Attention FAE Customers:
Please be aware that NASBA credits are awarded based on whether the events are webcast or in-person, as well as on the number of CPE credits.
Please check the event registration page to see if NASBA credits are being awarded for the programs you select.

Want to save this page for later?

NextGen Magazine


Poll Finds Many Remote Workers Want to Stay Where They Are

Chris Gaetano
Published Date:
Jul 15, 2021
Working From Home

A recent poll has found that remote workers in general, but particularly millennials and women, want to remain remote workers, in contrast to their bosses, who would prefer that they come to the office, CPA Practice Advisor reported.
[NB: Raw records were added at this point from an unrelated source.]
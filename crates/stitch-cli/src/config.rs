//! Wrapper configuration loaded from TOML files and wrapper flags.

use std::path::Path;

use serde::{Deserialize, Serialize};
use stitch_core::probe::DEFAULT_TEMPLATE;

use crate::flags::LeadingFlags;
use crate::{CliError, Result};

/// Configuration for one wrapper run.
#[derive(Debug, Clone, Serialize, Deserialize)]
#[serde(default)]
pub struct StitchConfig {
    /// Only instrument the crate with this name. `None` instruments any
    /// crate containing a target.
    pub package: Option<String>,

    /// Exact names of the functions to probe.
    pub probes: Vec<String>,

    /// Statement template injected at the top of matched bodies. `{fn}`
    /// expands to the matched function's name.
    pub statement: String,
}

impl Default for StitchConfig {
    fn default() -> Self {
        Self {
            package: None,
            probes: Vec::new(),
            statement: DEFAULT_TEMPLATE.to_string(),
        }
    }
}

impl StitchConfig {
    /// Load configuration from file, falling back to defaults. Without an
    /// explicit path, the user's config directory is consulted first and
    /// `stitch.toml` in the working directory second, so project-local
    /// settings override user-global ones. Missing files are not errors.
    pub fn load(config_path: Option<&Path>) -> Result<Self> {
        if let Some(path) = config_path {
            return Self::load_from_file(path);
        }

        let mut config = Self::default();
        if let Some(config_dir) = dirs::config_dir() {
            let user_config = config_dir.join("stitch").join("config.toml");
            if let Ok(user_config) = Self::load_from_file(&user_config) {
                config = config.merge(user_config);
            }
        }
        if let Ok(local) = Self::load_from_file(Path::new("stitch.toml")) {
            config = config.merge(local);
        }
        Ok(config)
    }

    /// Load configuration from a specific file.
    pub fn load_from_file(path: &Path) -> Result<Self> {
        let content = std::fs::read_to_string(path).map_err(|e| {
            CliError::Config(format!("failed to read config file {}: {}", path.display(), e))
        })?;
        toml::from_str(&content).map_err(|e| {
            CliError::Config(format!("failed to parse config file {}: {}", path.display(), e))
        })
    }

    /// Save configuration to file.
    pub fn save_to_file(&self, path: &Path) -> Result<()> {
        let content = toml::to_string_pretty(self)
            .map_err(|e| CliError::Config(format!("failed to serialize config: {}", e)))?;
        if let Some(parent) = path.parent() {
            std::fs::create_dir_all(parent).map_err(|e| {
                CliError::Config(format!("failed to create config directory: {}", e))
            })?;
        }
        std::fs::write(path, content)
            .map_err(|e| CliError::Config(format!("failed to write config file: {}", e)))
    }

    /// Merge this configuration with another, with the other taking
    /// precedence for any field it sets.
    pub fn merge(self, other: Self) -> Self {
        Self {
            package: other.package.or(self.package),
            probes: if other.probes.is_empty() {
                self.probes
            } else {
                other.probes
            },
            statement: if other.statement == DEFAULT_TEMPLATE {
                self.statement
            } else {
                other.statement
            },
        }
    }

    /// Applies wrapper flags on top of file configuration; flags win.
    pub fn apply_flags(mut self, flags: &LeadingFlags) -> Self {
        if let Some(package) = &flags.package {
            self.package = Some(package.clone());
        }
        if !flags.probes.is_empty() {
            self.probes = flags.probes.clone();
        }
        if let Some(statement) = &flags.statement {
            self.statement = statement.clone();
        }
        self
    }
}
The 3,600-person survey, conducted by The Conference Board between May 28 and June 4, found that 43 percent of workers overall are questioning the need to return to the office entirely, and not even considering hybrid days. What's more, the lower down on the hierarchy one is, the more likely it is one will ask this question, as 53 percent of "individual contributors" have been doing so, compared to just 18 percent of CEOs. 

Fifty percent of women are also more likely to want to work entirely remotely, compared to 33 percent of men. Further, 55 percent of millennials think the same thing, compared to other generations (presumably, millennial women are the most likely to want to stay remote).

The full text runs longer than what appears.